* [Task prompt]
Provide only the number of lines below that hold "description".

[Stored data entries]
// src/docs.rs

use utoipa::OpenApi;
use utoipa::openapi::security::{Http, HttpAuthScheme, SecurityScheme};
use crate::handlers;
use crate::models;

#[derive(OpenApi)]
#[openapi(
    paths(
        // --- Import ---
        handlers::import::import_workbook,
        handlers::import::import_opening_stock,
        handlers::import::import_customer_balances,
        handlers::import::upload_container_items,
        handlers::import::download_template,

        // --- Health ---
        handlers::import::health,
    ),
    components(
        schemas(
            // --- Relatórios ---
            models::import::ImportReport,
            models::import::CategoryReport,
            models::import::OpeningStockReport,

            // --- Entidades criadas pela importação ---
            models::crm::Customer,
            models::supplier::Supplier,
            models::supplier::SupplierItem,
            models::stock::Container,
            models::stock::ContainerItem,
            models::finance::Sale,
            models::finance::SaleItem,
            models::finance::CustomerPayment,
        )
    ),
    tags(
        (name = "Import", description = "Importação de Planilhas (clientes, fornecedores, itens, saldos e estoque)"),
        (name = "Health", description = "Verificação de Saúde do Serviço")
    ),
    modifiers(&SecurityAddon)
)]
pub struct ApiDoc;

struct SecurityAddon;

impl utoipa::Modify for SecurityAddon {
    fn modify(&self, openapi: &mut utoipa::openapi::OpenApi) {
        let components = openapi.components.get_or_insert_with(Default::default);
        components.add_security_scheme(
            "api_jwt",
            SecurityScheme::Http(
                Http::new(HttpAuthScheme::Bearer)
            ),
        );
    }
}
// src/services/auth.rs

use jsonwebtoken::{decode, DecodingKey, Validation};

use crate::{common::error::AppError, models::auth::Claims};

// A emissão de tokens fica fora deste serviço; aqui só validamos.
#[derive(Clone)]
pub struct AuthService {
    jwt_secret: String,
}

impl AuthService {
    pub fn new(jwt_secret: String) -> Self {
        Self { jwt_secret }
    }

    pub fn validate_token(&self, token: &str) -> Result<Claims, AppError> {
        let validation = Validation::default();
        let token_data = decode::<Claims>(
            token,
            &DecodingKey::from_secret(self.jwt_secret.as_ref()),
            &validation,
        )
        .map_err(|_| AppError::InvalidToken)?;

        Ok(token_data.claims)
    }

    #[cfg(test)]
    pub fn issue_token(&self, user_id: uuid::Uuid, company_id: uuid::Uuid) -> String {
        use jsonwebtoken::{encode, EncodingKey, Header};

        let now = chrono::Utc::now();
        let claims = Claims {
            sub: user_id,
            company_id,
            exp: (now + chrono::Duration::hours(1)).timestamp() as usize,
            iat: now.timestamp() as usize,
        };

        encode(&Header::default(), &claims, &EncodingKey::from_secret(self.jwt_secret.as_ref())).unwrap()
    }
}
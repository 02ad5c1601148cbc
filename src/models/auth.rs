// src/models/auth.rs

use serde::{Deserialize, Serialize};
use uuid::Uuid;

// Payload do JWT. O tenant vem no próprio token.
#[derive(Debug, Clone, Serialize, Deserialize)]
pub struct Claims {
    pub sub: Uuid,        // ID do usuário
    pub company_id: Uuid, // Tenant ativo
    pub exp: usize,
    pub iat: usize,
}
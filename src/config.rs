// src/config.rs

use std::{env, sync::Arc, time::Duration};

use anyhow::Context;
use sqlx::{postgres::PgPoolOptions, PgPool};

use crate::{
    db::PgImportStore,
    services::{auth::AuthService, import::ImportEngine},
};

const DEFAULT_BIND_ADDR: &str = "0.0.0.0:3000";
const DEFAULT_MAX_CONNECTIONS: u32 = 5;
const DEFAULT_MAX_UPLOAD_BYTES: usize = 10 * 1024 * 1024;
pub const DEFAULT_OPENING_STOCK_LABEL: &str = "openingstock";

#[derive(Debug, Clone)]
pub struct Config {
    pub database_url: String,
    pub jwt_secret: String,
    pub bind_addr: String,
    pub db_max_connections: u32,
    pub max_upload_bytes: usize,
    pub opening_stock_label: String,
}

impl Config {
    /// Lê a configuração do ambiente (com `.env`, se existir).
    pub fn from_env() -> anyhow::Result<Self> {
        dotenvy::dotenv().ok();
        Self::from_lookup(|key| env::var(key).ok())
    }

    pub fn from_lookup<F>(lookup: F) -> anyhow::Result<Self>
    where
        F: Fn(&str) -> Option<String>,
    {
        let required = |key: &str| {
            lookup(key)
                .filter(|v| !v.trim().is_empty())
                .with_context(|| format!("{key} must be set"))
        };

        let db_max_connections = match lookup("DB_MAX_CONNECTIONS") {
            Some(raw) => raw
                .trim()
                .parse::<u32>()
                .with_context(|| format!("DB_MAX_CONNECTIONS is not a valid number: {raw}"))?,
            None => DEFAULT_MAX_CONNECTIONS,
        };

        let max_upload_bytes = match lookup("MAX_UPLOAD_BYTES") {
            Some(raw) => raw
                .trim()
                .parse::<usize>()
                .with_context(|| format!("MAX_UPLOAD_BYTES is not a valid number: {raw}"))?,
            None => DEFAULT_MAX_UPLOAD_BYTES,
        };

        Ok(Self {
            database_url: required("DATABASE_URL")?,
            jwt_secret: required("JWT_SECRET")?,
            bind_addr: lookup("BIND_ADDR").unwrap_or_else(|| DEFAULT_BIND_ADDR.to_string()),
            db_max_connections,
            max_upload_bytes,
            opening_stock_label: lookup("OPENING_STOCK_LABEL")
                .map(|v| v.trim().to_string())
                .filter(|v| !v.is_empty())
                .unwrap_or_else(|| DEFAULT_OPENING_STOCK_LABEL.to_string()),
        })
    }
}

// O estado compartilhado que será acessível em toda a aplicação
#[derive(Clone)]
pub struct AppState {
    pub db_pool: PgPool,
    pub config: Arc<Config>,
    pub auth_service: AuthService,
    pub import_engine: ImportEngine,
}

impl AppState {
    pub async fn new(config: Config) -> anyhow::Result<Self> {
        let db_pool = PgPoolOptions::new()
            .max_connections(config.db_max_connections)
            .acquire_timeout(Duration::from_secs(3))
            .connect(&config.database_url)
            .await
            .context("failed to connect to the database")?;

        tracing::info!("✅ Conexão com o banco de dados estabelecida com sucesso!");

        // --- Monta o gráfico de dependências ---
        let auth_service = AuthService::new(config.jwt_secret.clone());
        let store = Arc::new(PgImportStore::new(db_pool.clone()));
        let import_engine = ImportEngine::new(store, config.opening_stock_label.clone());

        Ok(Self {
            db_pool,
            config: Arc::new(config),
            auth_service,
            import_engine,
        })
    }
}

// Estado para testes: pool preguiçoso (nunca conecta) e motor com a porta injetada.
#[cfg(test)]
impl AppState {
    pub fn for_tests(import_engine: ImportEngine) -> Self {
        let config = Config::from_lookup(|key| match key {
            "DATABASE_URL" => Some("postgres://localhost/trading_test".to_string()),
            "JWT_SECRET" => Some("test-secret".to_string()),
            _ => None,
        })
        .unwrap();

        let db_pool = PgPoolOptions::new().connect_lazy(&config.database_url).unwrap();

        Self {
            db_pool,
            auth_service: AuthService::new(config.jwt_secret.clone()),
            config: Arc::new(config),
            import_engine,
        }
    }
}
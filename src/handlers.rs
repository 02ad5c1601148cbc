// src/handlers.rs

pub mod import;
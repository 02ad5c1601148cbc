// src/services/import/writer.rs

use tracing::debug;

use super::{
    resolver::{EntityResolver, Resolved, RowError},
    store::OpeningStockPosting,
};
use crate::models::{
    finance::OPENING_BALANCE_NOTE,
    import::{
        BalanceType, CustomerBalanceRecord, CustomerRecord, OpeningBalanceRecord, OpeningStockRecord,
        RowOutcome, SupplierItemRecord, SupplierRecord,
    },
    supplier::NewSupplier,
};

pub const SUPPLIER_ITEM_EXISTS: &str = "Supplier item already exists";
pub const ITEM_IN_CONTAINER: &str = "Item already in container";

/// Nota gravada no lançamento de saldo inicial. Sempre contém o marcador,
/// que é o que torna a reimportação idempotente.
pub fn opening_balance_notes(user_notes: Option<&str>) -> String {
    match user_notes {
        Some(extra) if !extra.is_empty() => format!("{OPENING_BALANCE_NOTE}: {extra}"),
        _ => OPENING_BALANCE_NOTE.to_string(),
    }
}

fn outcome<T>(resolved: &Resolved<T>) -> RowOutcome {
    if resolved.was_created() {
        RowOutcome::Created
    } else {
        RowOutcome::Unchanged
    }
}

/// Aplica UMA linha normalizada no banco. Cada chamada é independente:
/// não há transação cobrindo a planilha inteira.
#[derive(Clone, Copy)]
pub struct ReconciliationWriter<'a> {
    resolver: EntityResolver<'a>,
    opening_stock_label: &'a str,
}

impl<'a> ReconciliationWriter<'a> {
    pub fn new(resolver: EntityResolver<'a>, opening_stock_label: &'a str) -> Self {
        Self { resolver, opening_stock_label }
    }

    // =========================================================================
    //  1. CREATE-IF-ABSENT (clientes, fornecedores, itens)
    // =========================================================================

    pub async fn write_customer(&self, record: &CustomerRecord) -> Result<RowOutcome, RowError> {
        let resolved = self
            .resolver
            .resolve_or_create_customer(&record.name, Some(&record.phone))
            .await?;
        Ok(outcome(&resolved))
    }

    pub async fn write_supplier(&self, record: &SupplierRecord) -> Result<RowOutcome, RowError> {
        let supplier = NewSupplier {
            name: record.name.clone(),
            contact: Some(record.contact.clone()),
            country: Some(record.country.clone()),
        };
        let resolved = self.resolver.resolve_or_create_supplier(&supplier).await?;
        Ok(outcome(&resolved))
    }

    /// O fornecedor precisa existir (criado antes pela folha Suppliers ou já no banco).
    pub async fn write_supplier_item(&self, record: &SupplierItemRecord) -> Result<RowOutcome, RowError> {
        let supplier = self.resolver.resolve_supplier(&record.supplier_name).await?;
        let store = self.resolver.store();

        if store.find_supplier_item(supplier.id, &record.item_name).await?.is_some() {
            return Ok(RowOutcome::Unchanged);
        }

        let inserted = store
            .insert_supplier_item(self.resolver.company_id(), supplier.id, &record.item_name, record.price)
            .await?;

        Ok(if inserted.is_some() {
            RowOutcome::Created
        } else {
            RowOutcome::Unchanged
        })
    }

    // =========================================================================
    //  2. SALDOS INICIAIS
    // =========================================================================

    /// Débito vira venda sintética, crédito vira pagamento. Se o cliente já
    /// tem um marcador de saldo inicial, a linha é ignorada.
    pub async fn write_opening_balance(&self, record: &OpeningBalanceRecord) -> Result<RowOutcome, RowError> {
        let customer = self.resolver.resolve_customer(&record.customer_name).await?;
        let store = self.resolver.store();
        let company_id = self.resolver.company_id();

        if store.has_opening_balance(company_id, customer.id).await? {
            debug!(customer = %customer.name, "Saldo inicial já lançado, ignorando");
            return Ok(RowOutcome::Unchanged);
        }

        let notes = opening_balance_notes(record.notes.as_deref());
        match record.balance_type {
            BalanceType::Debit => {
                store
                    .post_opening_debit(company_id, customer.id, record.amount, &notes)
                    .await?;
            }
            BalanceType::Credit => {
                store
                    .post_opening_credit(company_id, customer.id, record.amount, &notes)
                    .await?;
            }
        }

        Ok(RowOutcome::Created)
    }

    /// Fluxo simples: (cliente, saldo). O cliente é criado se faltar.
    pub async fn write_customer_balance(
        &self,
        record: &CustomerBalanceRecord,
    ) -> Result<(RowOutcome, RowOutcome), RowError> {
        let resolved = self
            .resolver
            .resolve_or_create_customer(&record.customer_name, record.phone.as_deref())
            .await?;
        let customer_outcome = outcome(&resolved);
        let customer = resolved.into_inner();

        let store = self.resolver.store();
        let company_id = self.resolver.company_id();

        if store.has_opening_balance(company_id, customer.id).await? {
            return Ok((customer_outcome, RowOutcome::Unchanged));
        }

        store
            .post_opening_credit(company_id, customer.id, record.opening_balance, OPENING_BALANCE_NOTE)
            .await?;

        Ok((customer_outcome, RowOutcome::Created))
    }

    // =========================================================================
    //  3. ESTOQUE INICIAL (fornecedor → item do catálogo → container → item do container)
    // =========================================================================

    pub async fn write_opening_stock(&self, record: &OpeningStockRecord) -> Result<RowOutcome, RowError> {
        let store = self.resolver.store();
        let company_id = self.resolver.company_id();

        let supplier = self
            .resolver
            .resolve_or_create_supplier(&NewSupplier {
                name: record.supplier_name.clone(),
                contact: None,
                country: None,
            })
            .await?
            .into_inner();

        // Item já catalogado bloqueia a linha inteira, inclusive o item do container.
        let label = record.group_label.as_deref().unwrap_or(self.opening_stock_label);
        let posting = store
            .post_opening_stock(company_id, supplier.id, label, &record.item_name, record.quantity, record.price)
            .await?;

        Ok(match posting {
            OpeningStockPosting::Created(item) => {
                debug!(container_id = %item.container_id, item = %item.item_name, "Estoque inicial lançado");
                RowOutcome::Created
            }
            OpeningStockPosting::SupplierItemExists => RowOutcome::Skipped(SUPPLIER_ITEM_EXISTS.to_string()),
            OpeningStockPosting::ItemInContainer => RowOutcome::Skipped(ITEM_IN_CONTAINER.to_string()),
        })
    }
}

#[cfg(test)]
mod tests {
    use rust_decimal::Decimal;
    use uuid::Uuid;

    use super::*;
    use crate::services::import::memory_store::MemoryStore;

    fn stock_row(supplier: &str, item: &str) -> OpeningStockRecord {
        OpeningStockRecord {
            supplier_name: supplier.into(),
            item_name: item.into(),
            quantity: Decimal::from(10),
            price: Decimal::new(45, 1),
            group_label: None,
        }
    }

    #[test]
    fn notes_always_carry_the_marker() {
        assert_eq!(opening_balance_notes(None), "Opening balance from import");
        assert_eq!(opening_balance_notes(Some("")), "Opening balance from import");
        assert_eq!(
            opening_balance_notes(Some("carried over")),
            "Opening balance from import: carried over"
        );
    }

    #[tokio::test]
    async fn debit_becomes_a_single_line_sale() {
        let store = MemoryStore::new();
        let company = Uuid::new_v4();
        let writer = ReconciliationWriter::new(EntityResolver::new(&store, company), "openingstock");

        writer
            .write_customer(&CustomerRecord { name: "Alice".into(), phone: "1".into() })
            .await
            .unwrap();

        let record = OpeningBalanceRecord {
            customer_name: "Alice".into(),
            balance_type: BalanceType::Debit,
            amount: Decimal::from(1500),
            notes: None,
        };
        assert_eq!(writer.write_opening_balance(&record).await.unwrap(), RowOutcome::Created);
        assert_eq!(writer.write_opening_balance(&record).await.unwrap(), RowOutcome::Unchanged);

        let sales = store.sales(company);
        assert_eq!(sales.len(), 1);
        let lines = store.sale_items(sales[0].id);
        assert_eq!(lines.len(), 1);
        assert_eq!(lines[0].quantity, Decimal::ONE);
        assert_eq!(lines[0].unit_price, Decimal::from(1500));
        assert_eq!(lines[0].item_name, "Opening Balance - Customer Owes");
    }

    #[tokio::test]
    async fn credit_becomes_an_opening_balance_payment() {
        let store = MemoryStore::new();
        let company = Uuid::new_v4();
        let writer = ReconciliationWriter::new(EntityResolver::new(&store, company), "openingstock");

        writer
            .write_customer(&CustomerRecord { name: "Bob".into(), phone: "2".into() })
            .await
            .unwrap();
        writer
            .write_opening_balance(&OpeningBalanceRecord {
                customer_name: "Bob".into(),
                balance_type: BalanceType::Credit,
                amount: Decimal::new(75025, 2),
                notes: Some("legacy".into()),
            })
            .await
            .unwrap();

        let payments = store.payments(company);
        assert_eq!(payments.len(), 1);
        assert_eq!(payments[0].amount, Decimal::new(75025, 2));
        assert_eq!(payments[0].payment_type, "opening_balance");
        assert_eq!(payments[0].notes.as_deref(), Some("Opening balance from import: legacy"));
        assert!(store.sales(company).is_empty());
    }

    #[tokio::test]
    async fn existing_catalog_entry_blocks_the_whole_stock_row() {
        let store = MemoryStore::new();
        let company = Uuid::new_v4();
        let writer = ReconciliationWriter::new(EntityResolver::new(&store, company), "openingstock");

        writer
            .write_supplier(&SupplierRecord { name: "Acme".into(), contact: "Jo".into(), country: "BR".into() })
            .await
            .unwrap();
        writer
            .write_supplier_item(&SupplierItemRecord {
                supplier_name: "Acme".into(),
                item_name: "Rice".into(),
                price: Decimal::from(40),
            })
            .await
            .unwrap();

        let outcome = writer.write_opening_stock(&stock_row("Acme", "Rice")).await.unwrap();
        assert_eq!(outcome, RowOutcome::Skipped("Supplier item already exists".into()));
        assert!(store.container_items(company).is_empty());
    }

    #[tokio::test]
    async fn stock_rows_land_in_the_labelled_container() {
        let store = MemoryStore::new();
        let company = Uuid::new_v4();
        let writer = ReconciliationWriter::new(EntityResolver::new(&store, company), "openingstock");

        assert_eq!(writer.write_opening_stock(&stock_row("Acme", "Rice")).await.unwrap(), RowOutcome::Created);
        assert_eq!(writer.write_opening_stock(&stock_row("Acme", "Beans")).await.unwrap(), RowOutcome::Created);

        let mut grouped = stock_row("Acme", "Salt");
        grouped.group_label = Some("CNT-7".into());
        writer.write_opening_stock(&grouped).await.unwrap();

        let containers = store.containers(company);
        assert_eq!(containers.len(), 2);
        assert!(containers.iter().all(|c| c.is_opening_stock));

        let items = store.container_items(company);
        assert_eq!(items.len(), 3);
        assert!(items.iter().all(|i| i.sold_qty == Decimal::ZERO));
        assert_eq!(items[0].received_qty, Decimal::from(10));
    }

    #[tokio::test]
    async fn item_already_in_container_is_skipped() {
        let store = MemoryStore::new();
        let company = Uuid::new_v4();
        let writer = ReconciliationWriter::new(EntityResolver::new(&store, company), "openingstock");

        // Mesmo nome de item sob outro fornecedor, mesmo container.
        writer.write_opening_stock(&stock_row("Acme", "Rice")).await.unwrap();
        let outcome = writer.write_opening_stock(&stock_row("Globex", "Rice")).await.unwrap();

        assert_eq!(outcome, RowOutcome::Skipped("Item already in container".into()));
        assert_eq!(store.container_items(company).len(), 1);
    }

    #[tokio::test]
    async fn supplier_item_requires_a_known_supplier() {
        let store = MemoryStore::new();
        let writer = ReconciliationWriter::new(EntityResolver::new(&store, Uuid::new_v4()), "openingstock");

        let err = writer
            .write_supplier_item(&SupplierItemRecord {
                supplier_name: "Ghost".into(),
                item_name: "Rice".into(),
                price: Decimal::ONE,
            })
            .await
            .unwrap_err();
        assert_eq!(err.to_string(), "Supplier not found: Ghost");
    }
}
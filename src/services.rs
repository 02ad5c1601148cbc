// src/services.rs

pub mod auth;
pub mod import;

* [Your response]
2